This article first discusses the distinction between the fixed and random facets and the distinction between genuine and removable interactions in G theory. Then, it introduces Scheffe’s theorem to point out the fact that the random-effect linear G-theory model is actually assumed to be additive, which is equivalent to assuming that no subject-by-facet interaction exists in a one-facet design. Ideally, the facet in a one-facet design should be treated as random and subject-by-facet interactions should be avoided. However, in practice, additivity (no interaction) may be untenable and can be severely violated. In such a case, the VC estimator for subjects based on a random facet or an additive model is expected to have negative bias. As shown by Equation 8, the bias can be severe when the number of selected facet levels is small. Thus, prior to treating the facet as random in statistical analyses, it is important to examine whether interaction effects are significant. Finally, the article expands G theory to a more general setting in which both additive and nonadditive models are considered. Such research efforts are important in that interactions are likely to occur in operational settings, and when they do, applications of nonadditive G theory become necessary. In sum, when interactions are absent or removable, current G-theory methods will suffice, but when interactions exist, nonadditive G theory is needed to estimate VCs.

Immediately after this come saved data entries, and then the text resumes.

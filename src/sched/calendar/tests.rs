use super::*;

fn two_day_calendar() -> Calendar {
    Calendar {
        exam_dates: BTreeMap::from([
            (String::from("제1일"), String::from("2024-07-01")),
            (String::from("제2일"), String::from("2024-07-02")),
        ]),
        date_periods: BTreeMap::from([
            (
                1,
                BTreeMap::from([
                    (1, PeriodSpec::with_duration(50)),
                    (2, PeriodSpec::with_duration(80)),
                ]),
            ),
            (
                2,
                BTreeMap::from([
                    (1, PeriodSpec::with_duration(50)),
                    (2, PeriodSpec::with_duration(60)),
                ]),
            ),
        ]),
        ..Calendar::default()
    }
}

#[test]
fn slots_follow_day_and_period_order() {
    let table = build_slots(&two_day_calendar()).unwrap();

    let ids: Vec<&str> = table.ids().collect();
    assert_eq!(
        ids,
        vec!["제1일1교시", "제1일2교시", "제2일1교시", "제2일2교시"]
    );
    assert_eq!(table.day_of("제1일2교시"), Some("제1일"));
    assert_eq!(table.limit_of("제1일2교시"), Some(80));
    assert_eq!(
        table.day_keys(),
        vec![String::from("제1일"), String::from("제2일")]
    );
}

#[test]
fn tombstoned_period_is_skipped() {
    let mut calendar = two_day_calendar();
    calendar
        .date_periods
        .get_mut(&1)
        .unwrap()
        .insert(2, PeriodSpec::tombstone());

    let table = build_slots(&calendar).unwrap();
    let ids: Vec<&str> = table.ids().collect();
    assert_eq!(ids, vec!["제1일1교시", "제2일1교시", "제2일2교시"]);
}

#[test]
fn wholly_tombstoned_day_is_dropped() {
    let mut calendar = two_day_calendar();
    calendar.date_periods.insert(
        2,
        BTreeMap::from([(1, PeriodSpec::tombstone()), (2, PeriodSpec::tombstone())]),
    );

    let table = build_slots(&calendar).unwrap();
    let ids: Vec<&str> = table.ids().collect();
    assert_eq!(ids, vec!["제1일1교시", "제1일2교시"]);
}

#[test]
fn empty_date_survives_on_live_periods() {
    let mut calendar = two_day_calendar();
    calendar
        .exam_dates
        .insert(String::from("제2일"), String::from(""));

    let table = build_slots(&calendar).unwrap();
    assert!(table.contains("제2일1교시"));
}

#[test]
fn nan_date_without_periods_is_dropped() {
    let mut calendar = two_day_calendar();
    calendar
        .exam_dates
        .insert(String::from("제2일"), String::from("NaN"));
    calendar.date_periods.remove(&2);

    let table = build_slots(&calendar).unwrap();
    let ids: Vec<&str> = table.ids().collect();
    assert_eq!(ids, vec!["제1일1교시", "제1일2교시"]);
}

#[test]
fn falls_back_to_date_periods_keys() {
    let calendar = Calendar {
        date_periods: BTreeMap::from([(
            3,
            BTreeMap::from([(1, PeriodSpec::with_duration(45))]),
        )]),
        ..Calendar::default()
    };

    let table = build_slots(&calendar).unwrap();
    let ids: Vec<&str> = table.ids().collect();
    assert_eq!(ids, vec!["제3일1교시"]);
}

#[test]
fn all_tombstoned_calendar_is_missing() {
    let calendar = Calendar {
        date_periods: BTreeMap::from([(
            1,
            BTreeMap::from([(1, PeriodSpec::tombstone()), (2, PeriodSpec::tombstone())]),
        )]),
        ..Calendar::default()
    };

    assert_eq!(build_slots(&calendar), Err(Error::MissingCalendar));
}

#[test]
fn empty_calendar_is_missing() {
    assert_eq!(build_slots(&Calendar::default()), Err(Error::MissingCalendar));
}

#[test]
fn day_with_empty_period_map_is_dropped() {
    let mut calendar = two_day_calendar();
    calendar.date_periods.insert(2, BTreeMap::new());

    // An empty period map counts as wholly tombstoned in the final filter.
    let table = build_slots(&calendar).unwrap();
    let ids: Vec<&str> = table.ids().collect();
    assert_eq!(ids, vec!["제1일1교시", "제1일2교시"]);
}

#[test]
fn dates_present_but_everything_tombstoned_is_missing() {
    let mut calendar = two_day_calendar();
    for periods in calendar.date_periods.values_mut() {
        for spec in periods.values_mut() {
            *spec = PeriodSpec::tombstone();
        }
    }

    assert_eq!(build_slots(&calendar), Err(Error::MissingCalendar));
}

#[test]
fn duration_mean_rounds_ties_to_even() {
    let calendar = Calendar {
        exam_dates: BTreeMap::from([
            (String::from("제1일"), String::from("d1")),
            (String::from("제2일"), String::from("d2")),
            (String::from("제3일"), String::from("d3")),
        ]),
        date_periods: BTreeMap::from([
            (1, BTreeMap::from([(1, PeriodSpec::with_duration(45))])),
            (2, BTreeMap::from([(1, PeriodSpec::with_duration(46))])),
            (
                3,
                BTreeMap::from([(1, PeriodSpec::Times {
                    start_time: None,
                    end_time: None,
                    duration: None,
                })]),
            ),
        ]),
        ..Calendar::default()
    };

    let table = build_slots(&calendar).unwrap();
    // mean(45, 46) = 45.5 → ties-to-even → 46
    assert_eq!(table.limit_of("제3일1교시"), Some(46));
}

#[test]
fn missing_sibling_duration_fails_hard() {
    let calendar = Calendar {
        exam_dates: BTreeMap::from([(String::from("제1일"), String::from("d1"))]),
        date_periods: BTreeMap::from([(
            1,
            BTreeMap::from([(1, PeriodSpec::Times {
                start_time: None,
                end_time: None,
                duration: None,
            })]),
        )]),
        ..Calendar::default()
    };

    assert_eq!(build_slots(&calendar), Err(Error::MissingDuration(1)));
}

#[test]
fn numeric_strings_coerce() {
    let spec = PeriodSpec::Times {
        start_time: None,
        end_time: None,
        duration: Some(serde_json::Value::from(" 50 ")),
    };
    assert_eq!(spec.duration_minutes(), Some(50));

    let spec = PeriodSpec::Times {
        start_time: None,
        end_time: None,
        duration: Some(serde_json::Value::from("abc")),
    };
    assert_eq!(spec.duration_minutes(), None);
}

#[test]
fn tombstones_deserialize() {
    let json = r#"{
        "시험날짜": {"제1일": "2024-07-01"},
        "date_periods": {
            "1": {
                "1": {"start_time": "08:30", "end_time": "09:20", "duration": 50},
                "2": {"_deleted": true}
            }
        }
    }"#;

    let calendar: Calendar = serde_json::from_str(json).unwrap();
    assert!(calendar.date_periods[&1][&2].is_tombstoned());
    assert_eq!(calendar.date_periods[&1][&1].duration_minutes(), Some(50));

    let table = build_slots(&calendar).unwrap();
    let ids: Vec<&str> = table.ids().collect();
    assert_eq!(ids, vec!["제1일1교시"]);
}

#[test]
fn label_parsing() {
    assert_eq!(parse_day_number("제3일"), Some(3));
    assert_eq!(parse_day_number("제12일2교시"), Some(12));
    assert_eq!(parse_day_number("day three"), None);
    assert_eq!(parse_period_number("제1일2교시"), Some(2));
    assert_eq!(parse_period_number("없음"), None);
}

Given a data set, the nonadditive G-theory approach developed in this article starts with a mixed-effect model to deal with possible interaction effects. First, it uses Tukey’s test for nonadditivity to examine whether the subject-by-facet interaction exists. If the test result is significant, then the nonadditive approach estimates the additivity index based on Tukey’s method and estimates the VC for subjects using Equation 7; otherwise, it sets the additivity index to be one and uses an additive model or Equation 6 to estimate the VC for subjects just as current G theory does. After obtaining estimated VCs, the rest of the analysis remains the same as that in current G theory. Thus, the nonadditive approach generalizes current G theory to deal with the complication of VC estimates due to nonadditivity in data by adding the initial step of testing the subject-by-facet interaction.

In relation to the real data analysis in the previous section, the practical implications of nonadditive G theory come in two folds. First, the notion of interaction/nonadditivity gives another possible explanation for negative VC estimates in practice. Additive G-theory models are shown to underestimate the VC for subjects in the presence of interaction in data. If the true VC is expected to be small, the estimated VC could be negative depending on the degree of such underestimation. Second, the use of the additivity index can serve as a quick tool to evaluate the quality of data. A small value in the additivity index would signal the presence of interaction between the subject (e.g., person or essay) and the facet (e.g., item or rater).

In general, it is important to check the nonadditivity (interaction) of any given data. Tukey (1949) investigated this issue and proposed a test for nonadditivity. Tukey decomposed the residual sum of squares into an interaction component representing nonadditivity and the remaining component as an error term for testing nonadditivity. Although Tukey’s test was successful in singling out the interaction effects in the second simulation study, it is not sensitive to all interactions. As Kirk (2013) pointed out, “Tukey’s procedure tests the (null) hypothesis that a special type of contrast–contrast interaction is equal to zero. For this contrast–contrast interaction, the coefficients of the contrast are the $[{\bar{X}}_{p \cdot} - {\bar{X}}_{\cdot \cdot}]$ and $[{\bar{X}}_{\cdot i} - {\bar{X}}_{\cdot \cdot}]$ deviations” (p. 300). Our simulation results show that Tukey’s method works well in estimating the additivity index $λ^{2}$ but still has room for improvement. One may surmise that similar statistical techniques can also be developed for other types of interactions and, consequently, one can obtain a better estimator of the additivity index in nonadditive G theory or develop a more powerful test for nonadditivity than Tukey’s test. Furthermore, Tukey’s method also needs to be generalized to designs with multiple facets. It is hoped that this article can spark further discussion and research on ways to deal with interaction/nonadditivity in G-theory applications.

Footnotes

Acknowledgements

The authors would like to thank Sarah Zhang, Xiaohong Gao, and four anonymous reviewers for their comments and suggestions.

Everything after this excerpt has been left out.